(Stored data)

########

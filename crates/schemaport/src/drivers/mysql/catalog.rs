//! MySQL/MariaDB catalog introspection via `INFORMATION_SCHEMA`.
//!
//! Every lookup is scoped to `DATABASE()`, the schema selected by the session.

use std::collections::BTreeMap;

use async_trait::async_trait;
use tracing::debug;

use crate::core::traits::{Connection, Dialect, SchemaReader};
use crate::core::{Column, DefaultValue, ForeignKey, Index, IndexColumn, LogicalType};
use crate::drivers::parse_default;
use crate::error::Result;
use crate::typemap::{declared_length, infer_logical_type, parse_enum_values};

use super::MysqlDialect;

/// MySQL schema reader.
#[derive(Debug, Clone, Default)]
pub struct MysqlCatalog {
    dialect: MysqlDialect,
}

impl MysqlCatalog {
    /// Create a new MySQL catalog reader.
    pub fn new() -> Self {
        Self::default()
    }

    fn lit(&self, value: &str) -> String {
        self.dialect.quote_string(value)
    }

    async fn count(&self, conn: &dyn Connection, sql: &str) -> Result<bool> {
        Ok(conn.query(sql).await?.scalar_i64().unwrap_or(0) > 0)
    }

    async fn table_of_type(&self, conn: &dyn Connection, name: &str, kind: &str) -> Result<bool> {
        let sql = format!(
            "SELECT COUNT(*) FROM INFORMATION_SCHEMA.TABLES \
             WHERE TABLE_SCHEMA = DATABASE() AND TABLE_NAME = {} AND TABLE_TYPE = {}",
            self.lit(name),
            self.lit(kind)
        );
        self.count(conn, &sql).await
    }
}

/// Interpret `COLUMN_DEFAULT`.
///
/// MySQL reports literal defaults unquoted and flags expressions with
/// `DEFAULT_GENERATED`; MariaDB quotes string literals.
fn column_default(raw: Option<String>, extra: &str, logical: LogicalType) -> Option<DefaultValue> {
    let raw = raw?;
    let upper = raw.trim().to_uppercase();

    if extra.to_uppercase().contains("DEFAULT_GENERATED")
        || upper.starts_with("CURRENT_TIMESTAMP")
        || upper.starts_with("NOW(")
    {
        return Some(DefaultValue::Expression(raw));
    }
    if raw.starts_with('\'') || upper == "NULL" {
        return Some(parse_default(&raw));
    }

    let value = match logical {
        LogicalType::Boolean => DefaultValue::Bool(raw.trim() != "0"),
        LogicalType::Integer => raw
            .trim()
            .parse()
            .map_or_else(|_| DefaultValue::Text(raw.clone()), DefaultValue::Int),
        LogicalType::Float => raw
            .trim()
            .parse()
            .map_or_else(|_| DefaultValue::Text(raw.clone()), DefaultValue::Float),
        _ => DefaultValue::Text(raw),
    };
    Some(value)
}

#[async_trait]
impl SchemaReader for MysqlCatalog {
    async fn list_tables(&self, conn: &dyn Connection) -> Result<Vec<String>> {
        // CAST to CHAR to handle collation differences
        let rows = conn
            .query(
                "SELECT CAST(TABLE_NAME AS CHAR(255)) AS table_name \
                 FROM INFORMATION_SCHEMA.TABLES \
                 WHERE TABLE_SCHEMA = DATABASE() AND TABLE_TYPE = 'BASE TABLE' \
                 ORDER BY TABLE_NAME",
            )
            .await?;
        Ok((0..rows.len())
            .filter_map(|i| rows.get_string(i, "table_name"))
            .collect())
    }

    async fn load_columns(&self, conn: &dyn Connection, table: &str) -> Result<Vec<Column>> {
        let sql = format!(
            "SELECT \
                CAST(COLUMN_NAME AS CHAR(255)) AS column_name, \
                CAST(COLUMN_TYPE AS CHAR(4000)) AS column_type, \
                IF(IS_NULLABLE = 'YES', 1, 0) AS is_nullable, \
                CAST(COLUMN_DEFAULT AS CHAR(4000)) AS column_default, \
                CAST(EXTRA AS CHAR(255)) AS extra \
             FROM INFORMATION_SCHEMA.COLUMNS \
             WHERE TABLE_SCHEMA = DATABASE() AND TABLE_NAME = {} \
             ORDER BY ORDINAL_POSITION",
            self.lit(table)
        );
        let rows = conn.query(&sql).await?;

        let mut columns = Vec::with_capacity(rows.len());
        for i in 0..rows.len() {
            let name = rows.get_string(i, "column_name").unwrap_or_default();
            let declared = rows.get_string(i, "column_type").unwrap_or_default();
            let extra = rows.get_string(i, "extra").unwrap_or_default();
            let (logical, native_array) = infer_logical_type(&declared);

            let mut column = Column::new(name, logical);
            column.is_nullable = rows.get_i64(i, "is_nullable").unwrap_or(1) == 1;
            column.native_array = native_array;
            column.auto_increment = extra.to_lowercase().contains("auto_increment");
            column.default = column_default(rows.get_string(i, "column_default"), &extra, logical);
            match logical {
                LogicalType::Enum => column.enum_values = parse_enum_values(&declared),
                LogicalType::Text | LogicalType::Binary => {
                    column.max_length = declared_length(&declared)
                }
                _ => {}
            }
            column.declared_type = declared;
            columns.push(column);
        }
        Ok(columns)
    }

    async fn load_primary_key(&self, conn: &dyn Connection, table: &str) -> Result<Vec<String>> {
        let sql = format!(
            "SELECT CAST(COLUMN_NAME AS CHAR(255)) AS column_name \
             FROM INFORMATION_SCHEMA.KEY_COLUMN_USAGE \
             WHERE TABLE_SCHEMA = DATABASE() AND TABLE_NAME = {} AND CONSTRAINT_NAME = 'PRIMARY' \
             ORDER BY ORDINAL_POSITION",
            self.lit(table)
        );
        let rows = conn.query(&sql).await?;
        Ok((0..rows.len())
            .filter_map(|i| rows.get_string(i, "column_name"))
            .collect())
    }

    async fn load_indexes(&self, conn: &dyn Connection, table: &str) -> Result<Vec<Index>> {
        let sql = format!(
            "SELECT \
                CAST(INDEX_NAME AS CHAR(255)) AS index_name, \
                CAST(COLUMN_NAME AS CHAR(255)) AS column_name, \
                IF(NON_UNIQUE = 0, 1, 0) AS is_unique, \
                IF(COLLATION = 'D', 1, 0) AS is_desc \
             FROM INFORMATION_SCHEMA.STATISTICS \
             WHERE TABLE_SCHEMA = DATABASE() AND TABLE_NAME = {} AND INDEX_NAME <> 'PRIMARY' \
             ORDER BY INDEX_NAME, SEQ_IN_INDEX",
            self.lit(table)
        );
        let rows = conn.query(&sql).await?;

        let mut grouped: BTreeMap<String, Option<Index>> = BTreeMap::new();
        for i in 0..rows.len() {
            let Some(name) = rows.get_string(i, "index_name") else {
                continue;
            };
            let entry = grouped.entry(name.clone()).or_insert_with(|| {
                Some(Index {
                    name,
                    columns: Vec::new(),
                    is_unique: rows.get_i64(i, "is_unique").unwrap_or(0) == 1,
                })
            });
            match (entry.as_mut(), rows.get_string(i, "column_name")) {
                (Some(index), Some(column)) => index.columns.push(IndexColumn {
                    name: column,
                    desc: rows.get_i64(i, "is_desc").unwrap_or(0) == 1,
                }),
                // functional key part; the index cannot be reproduced
                _ => *entry = None,
            }
        }

        let indexes: Vec<Index> = grouped.into_values().flatten().collect();
        debug!("Loaded {} indexes for {}", indexes.len(), table);
        Ok(indexes)
    }

    async fn load_foreign_keys(
        &self,
        conn: &dyn Connection,
        table: &str,
    ) -> Result<Vec<ForeignKey>> {
        // CAST to CHAR to handle collation differences
        let sql = format!(
            "SELECT \
                CAST(rc.CONSTRAINT_NAME AS CHAR(255)) AS constraint_name, \
                CAST(kcu.COLUMN_NAME AS CHAR(255)) AS column_name, \
                CAST(kcu.REFERENCED_TABLE_NAME AS CHAR(255)) AS ref_table, \
                CAST(kcu.REFERENCED_COLUMN_NAME AS CHAR(255)) AS ref_column, \
                CAST(rc.DELETE_RULE AS CHAR(32)) AS on_delete, \
                CAST(rc.UPDATE_RULE AS CHAR(32)) AS on_update \
             FROM INFORMATION_SCHEMA.REFERENTIAL_CONSTRAINTS rc \
             JOIN INFORMATION_SCHEMA.KEY_COLUMN_USAGE kcu \
                ON rc.CONSTRAINT_SCHEMA = kcu.CONSTRAINT_SCHEMA \
                AND rc.CONSTRAINT_NAME = kcu.CONSTRAINT_NAME \
                AND rc.TABLE_NAME = kcu.TABLE_NAME \
             WHERE rc.CONSTRAINT_SCHEMA = DATABASE() AND rc.TABLE_NAME = {} \
             ORDER BY rc.CONSTRAINT_NAME, kcu.ORDINAL_POSITION",
            self.lit(table)
        );
        let rows = conn.query(&sql).await?;

        // Group by constraint name
        let mut fk_map: BTreeMap<String, ForeignKey> = BTreeMap::new();
        for i in 0..rows.len() {
            let name = rows.get_string(i, "constraint_name").unwrap_or_default();
            let fk = fk_map.entry(name.clone()).or_insert_with(|| ForeignKey {
                name,
                columns: Vec::new(),
                ref_table: rows.get_string(i, "ref_table").unwrap_or_default(),
                ref_columns: Vec::new(),
                on_delete: rows.get_string(i, "on_delete").unwrap_or_default(),
                on_update: rows.get_string(i, "on_update").unwrap_or_default(),
            });
            fk.columns
                .push(rows.get_string(i, "column_name").unwrap_or_default());
            fk.ref_columns
                .push(rows.get_string(i, "ref_column").unwrap_or_default());
        }

        let fks: Vec<ForeignKey> = fk_map.into_values().collect();
        debug!("Loaded {} foreign keys for {}", fks.len(), table);
        Ok(fks)
    }

    async fn has_table(&self, conn: &dyn Connection, table: &str) -> Result<bool> {
        self.table_of_type(conn, table, "BASE TABLE").await
    }

    async fn has_view(&self, conn: &dyn Connection, view: &str) -> Result<bool> {
        self.table_of_type(conn, view, "VIEW").await
    }

    async fn has_index(&self, conn: &dyn Connection, table: &str, index: &str) -> Result<bool> {
        let sql = format!(
            "SELECT COUNT(*) FROM INFORMATION_SCHEMA.STATISTICS \
             WHERE TABLE_SCHEMA = DATABASE() AND TABLE_NAME = {} AND INDEX_NAME = {}",
            self.lit(table),
            self.lit(index)
        );
        self.count(conn, &sql).await
    }

    async fn primary_key_constraint(
        &self,
        conn: &dyn Connection,
        table: &str,
    ) -> Result<Option<String>> {
        // MySQL always names the primary key PRIMARY
        let has_pk = !self.load_primary_key(conn, table).await?.is_empty();
        Ok(has_pk.then(|| "PRIMARY".to_string()))
    }
}

#[cfg(test)]
mod tests {
    use super::*;

    #[test]
    fn test_column_default_mysql_forms() {
        assert_eq!(
            column_default(Some("CURRENT_TIMESTAMP".into()), "DEFAULT_GENERATED", LogicalType::Timestamp),
            Some(DefaultValue::Expression("CURRENT_TIMESTAMP".into()))
        );
        assert_eq!(
            column_default(Some("uuid()".into()), "DEFAULT_GENERATED", LogicalType::Text),
            Some(DefaultValue::Expression("uuid()".into()))
        );
        assert_eq!(
            column_default(Some("pending".into()), "", LogicalType::Enum),
            Some(DefaultValue::Text("pending".into()))
        );
        assert_eq!(
            column_default(Some("1".into()), "", LogicalType::Boolean),
            Some(DefaultValue::Bool(true))
        );
        assert_eq!(
            column_default(Some("-5".into()), "", LogicalType::Integer),
            Some(DefaultValue::Int(-5))
        );
        assert_eq!(column_default(None, "", LogicalType::Text), None);
    }

    #[test]
    fn test_column_default_mariadb_quoted() {
        assert_eq!(
            column_default(Some("'it''s'".into()), "", LogicalType::Text),
            Some(DefaultValue::Text("it's".into()))
        );
        assert_eq!(
            column_default(Some("NULL".into()), "", LogicalType::Text),
            Some(DefaultValue::Null)
        );
    }
}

########

Problem details: Your answer should consist of every line from the entries that holds "STATISTICS".

Task result:
             FROM INFORMATION_SCHEMA.STATISTICS \
            "SELECT COUNT(*) FROM INFORMATION_SCHEMA.STATISTICS \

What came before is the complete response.